Of needles and haystacks: successful Internet searching
Search engines don't work well on the almost unlimited, often unstructured resources of the Internet, says J. Pemberton: "Think of a search engine as a dog whistle. Blow it in a kennel and you'll just attract dogs. Blow it in a zoo, and you'll get a few dogs, plus many other creatures with good high frequency hearing: maybe some lions or tigers, hyenas, coyotes, timber wolves, perhaps a moose. . . . The point is this: the Internet is a zoo." [Jeffery K. Pemberton's column in Online User Magazine, May/June 1996.]
Nothing much has changed to improve this assessment of a typical Internet search in the intervening years: some search engines now interpose human intellect to arrange sites into directories by (very) broad subject; some are starting to use metatags (keywords) in more consistent ways; but basically the Internet is still a zoo only with 5 times as many animals as it had in 1996.
To try and attract just the animal species you want means appreciating 4 broad areas:
- How to construct a question
- How search engines work
- How to evaluate what you find
- When to call it quits, (or not even bother starting!) and look for an alternative source for your information.

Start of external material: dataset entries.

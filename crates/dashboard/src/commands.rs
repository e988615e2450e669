//! User actions as data.
//!
//! Every mutation is a [`Command`] carrying the raw form input. Its
//! [`Action`] tag decides which render targets are reloaded once the server
//! accepted the write ([`Action::refresh_set`]).

use std::path::PathBuf;

use api_types::{
    Kind,
    recurring::{Cadence, RecurringRuleNew},
    transaction::TransactionNew,
};
use chrono::NaiveDate;
use thiserror::Error;

use crate::{state::FilterState, views::TransactionRow};

#[derive(Debug, Error, PartialEq, Eq)]
pub enum FormError {
    #[error("invalid amount: {0}")]
    InvalidAmount(String),
    #[error("invalid date (expected YYYY-MM-DD): {0}")]
    InvalidDate(String),
    #[error("invalid kind (expected expense or income): {0}")]
    InvalidKind(String),
    #[error("invalid cadence (expected monthly or weekly): {0}")]
    InvalidCadence(String),
}

/// Render targets that must be reloaded after an action.
#[derive(Debug, Clone, Copy, Default, PartialEq, Eq)]
pub struct RefreshSet {
    pub transactions: bool,
    /// Summary panel and both charts, for the selected period.
    pub summary: bool,
    pub categories: bool,
}

impl RefreshSet {
    pub const NONE: RefreshSet = RefreshSet {
        transactions: false,
        summary: false,
        categories: false,
    };

    pub fn is_empty(&self) -> bool {
        *self == Self::NONE
    }
}

#[derive(Debug, Clone, Copy, PartialEq, Eq)]
pub enum Action {
    CreateTransaction,
    UpdateTransaction,
    DeleteTransaction,
    CreateRecurring,
    RunRecurring,
    ImportCsv,
    RestoreBackup,
    SaveBudget,
}

impl Action {
    pub const ALL: [Action; 8] = [
        Action::CreateTransaction,
        Action::UpdateTransaction,
        Action::DeleteTransaction,
        Action::CreateRecurring,
        Action::RunRecurring,
        Action::ImportCsv,
        Action::RestoreBackup,
        Action::SaveBudget,
    ];

    pub const fn refresh_set(self) -> RefreshSet {
        match self {
            Action::CreateTransaction | Action::UpdateTransaction => RefreshSet {
                transactions: true,
                summary: true,
                categories: true,
            },
            Action::DeleteTransaction | Action::RunRecurring | Action::RestoreBackup => {
                RefreshSet {
                    transactions: true,
                    summary: true,
                    categories: false,
                }
            }
            Action::CreateRecurring => RefreshSet::NONE,
            Action::ImportCsv => RefreshSet {
                transactions: true,
                summary: false,
                categories: false,
            },
            Action::SaveBudget => RefreshSet {
                transactions: false,
                summary: true,
                categories: false,
            },
        }
    }

    /// Whether the originating form is emptied after a successful write.
    pub const fn clears_form(self) -> bool {
        matches!(self, Action::CreateTransaction | Action::CreateRecurring)
    }
}

/// Raw input of the add/edit transaction form.
#[derive(Debug, Clone, Default, PartialEq, Eq)]
pub struct TransactionForm {
    pub kind: String,
    pub title: String,
    pub amount: String,
    pub category: String,
    pub date: String,
    pub notes: String,
}

impl TransactionForm {
    /// Pre-fills the form from a displayed row, for editing.
    pub fn from_row(row: &TransactionRow) -> Self {
        Self {
            kind: row.kind.clone(),
            title: row.title.clone(),
            amount: row.value.to_string(),
            category: row.category.clone(),
            date: row.date.clone(),
            notes: row.notes.clone(),
        }
    }

    /// Builds the request body. Missing required fields are sent as-is and
    /// left to the server to reject.
    pub fn collect(&self, today: NaiveDate) -> Result<TransactionNew, FormError> {
        Ok(TransactionNew {
            kind: parse_kind(&self.kind)?,
            title: self.title.trim().to_string(),
            amount: parse_amount(&self.amount)?,
            category: self.category.trim().to_string(),
            date: parse_date(&self.date, today)?,
            notes: self.notes.trim().to_string(),
        })
    }
}

/// Raw input of the recurring rule form.
#[derive(Debug, Clone, Default, PartialEq, Eq)]
pub struct RecurringForm {
    pub title: String,
    pub amount: String,
    pub category: String,
    pub cadence: String,
    pub next_date: String,
    pub kind: String,
}

impl RecurringForm {
    pub fn collect(&self, today: NaiveDate) -> Result<RecurringRuleNew, FormError> {
        let cadence = if self.cadence.trim().is_empty() {
            Cadence::default()
        } else {
            Cadence::parse(&self.cadence)
                .ok_or_else(|| FormError::InvalidCadence(self.cadence.trim().to_string()))?
        };

        Ok(RecurringRuleNew {
            title: self.title.trim().to_string(),
            amount: parse_amount(&self.amount)?,
            category: self.category.trim().to_string(),
            cadence,
            next_date: parse_date(&self.next_date, today)?,
            kind: parse_kind(&self.kind)?,
        })
    }
}

/// Raw input of the budget field; empty means no budget.
#[derive(Debug, Clone, Default, PartialEq, Eq)]
pub struct BudgetForm {
    pub monthly_budget: String,
}

impl BudgetForm {
    pub fn collect(&self) -> Result<f64, FormError> {
        parse_amount(&self.monthly_budget)
    }
}

/// Raw input of the filter bar. Blank fields are not filtered on.
#[derive(Debug, Clone, Default, PartialEq, Eq)]
pub struct FilterForm {
    pub query: String,
    pub date_from: String,
    pub date_to: String,
    pub category: String,
    pub kind: String,
}

impl FilterForm {
    pub fn from_state(filter: &FilterState) -> Self {
        Self {
            query: filter.query.clone(),
            date_from: filter.date_from.map(|d| d.to_string()).unwrap_or_default(),
            date_to: filter.date_to.map(|d| d.to_string()).unwrap_or_default(),
            category: filter.category.clone().unwrap_or_default(),
            kind: filter.kind.map(|k| k.as_str().to_string()).unwrap_or_default(),
        }
    }

    pub fn collect(&self) -> Result<FilterState, FormError> {
        let kind = match self.kind.trim() {
            "" => None,
            raw => Some(Kind::parse(raw).ok_or_else(|| FormError::InvalidKind(raw.to_string()))?),
        };
        let category = self.category.trim();

        Ok(FilterState {
            query: self.query.trim().to_string(),
            date_from: parse_optional_date(&self.date_from)?,
            date_to: parse_optional_date(&self.date_to)?,
            category: (!category.is_empty()).then(|| category.to_string()),
            kind,
        })
    }
}

/// A user action that writes to the server.
#[derive(Debug, Clone, PartialEq)]
pub enum Command {
    CreateTransaction(TransactionForm),
    UpdateTransaction { id: i64, form: TransactionForm },
    DeleteTransaction { id: i64 },
    CreateRecurring(RecurringForm),
    RunRecurring,
    ImportCsv { path: PathBuf },
    RestoreBackup { path: PathBuf },
    SaveBudget(BudgetForm),
}

impl Command {
    pub fn action(&self) -> Action {
        match self {
            Command::CreateTransaction(_) => Action::CreateTransaction,
            Command::UpdateTransaction { .. } => Action::UpdateTransaction,
            Command::DeleteTransaction { .. } => Action::DeleteTransaction,
            Command::CreateRecurring(_) => Action::CreateRecurring,
            Command::RunRecurring => Action::RunRecurring,
            Command::ImportCsv { .. } => Action::ImportCsv,
            Command::RestoreBackup { .. } => Action::RestoreBackup,
            Command::SaveBudget(_) => Action::SaveBudget,
        }
    }
}

/// File endpoints. Downloading never changes server state.
#[derive(Debug, Clone, Copy, PartialEq, Eq)]
pub enum DownloadKind {
    /// CSV of the transactions matching the current filter.
    ExportCsv,
    /// JSON dump of every transaction.
    BackupJson,
}

impl DownloadKind {
    /// File name used when the server does not suggest one.
    pub fn default_file_name(self) -> &'static str {
        match self {
            DownloadKind::ExportCsv => "expenses.csv",
            DownloadKind::BackupJson => "expenses_backup.json",
        }
    }
}

/// Parses a decimal amount; an empty field counts as `0`.
///
/// `,` is a digit grouping separator, as in the displayed amounts
/// (`1,200`, `12,34,567`). A single comma followed by one or two digits and
/// no `.` is read as a decimal comma (`12,5`).
pub fn parse_amount(raw: &str) -> Result<f64, FormError> {
    let trimmed = raw.trim();
    if trimmed.is_empty() {
        return Ok(0.0);
    }
    let invalid = || FormError::InvalidAmount(trimmed.to_string());
    // Grouping never follows the decimal point.
    if let Some((_, fraction)) = trimmed.split_once('.')
        && fraction.contains(',')
    {
        return Err(invalid());
    }
    let normalized = match trimmed.split_once(',') {
        Some((whole, fraction))
            if !trimmed.contains('.')
                && !fraction.contains(',')
                && (1..=2).contains(&fraction.len())
                && fraction.bytes().all(|b| b.is_ascii_digit()) =>
        {
            format!("{whole}.{fraction}")
        }
        _ => trimmed.replace(',', ""),
    };
    normalized
        .parse::<f64>()
        .ok()
        .filter(|value| value.is_finite())
        .ok_or_else(invalid)
}

fn parse_date(raw: &str, today: NaiveDate) -> Result<NaiveDate, FormError> {
    let trimmed = raw.trim();
    if trimmed.is_empty() {
        return Ok(today);
    }
    NaiveDate::parse_from_str(trimmed, "%Y-%m-%d")
        .map_err(|_| FormError::InvalidDate(trimmed.to_string()))
}

fn parse_optional_date(raw: &str) -> Result<Option<NaiveDate>, FormError> {
    let trimmed = raw.trim();
    if trimmed.is_empty() {
        return Ok(None);
    }
    NaiveDate::parse_from_str(trimmed, "%Y-%m-%d")
        .map(Some)
        .map_err(|_| FormError::InvalidDate(trimmed.to_string()))
}

fn parse_kind(raw: &str) -> Result<Kind, FormError> {
    if raw.trim().is_empty() {
        return Ok(Kind::default());
    }
    Kind::parse(raw).ok_or_else(|| FormError::InvalidKind(raw.trim().to_string()))
}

In this two part series on Internet Searching, we will look first at how to construct a question and how search engines work. Then our second article will then pick up on how to evaluate your findings and when to look for alternative information sources.
How To Construct A Question
It is often said the answer is only as good as the question, and this is never truer than in Internet Searching.
FORMULATING THE SEARCH QUERY
- Make a list of RELEVANT questions
- Extract KEY PHRASES and KEYWORDS
START BIG AND BROAD (THEN NARROW CAUTIOUSLY)
Effective searching requires a balance between a broad reach and a careful aim. The searcher must cast a net far enough to capture the most important information, and then, once safely contained, must cull the results so that only the best information remains. This is quite the opposite of using a library catalog where all the information is already structured within a preset group of subject headings and all you have to do is identify the appropriate subject.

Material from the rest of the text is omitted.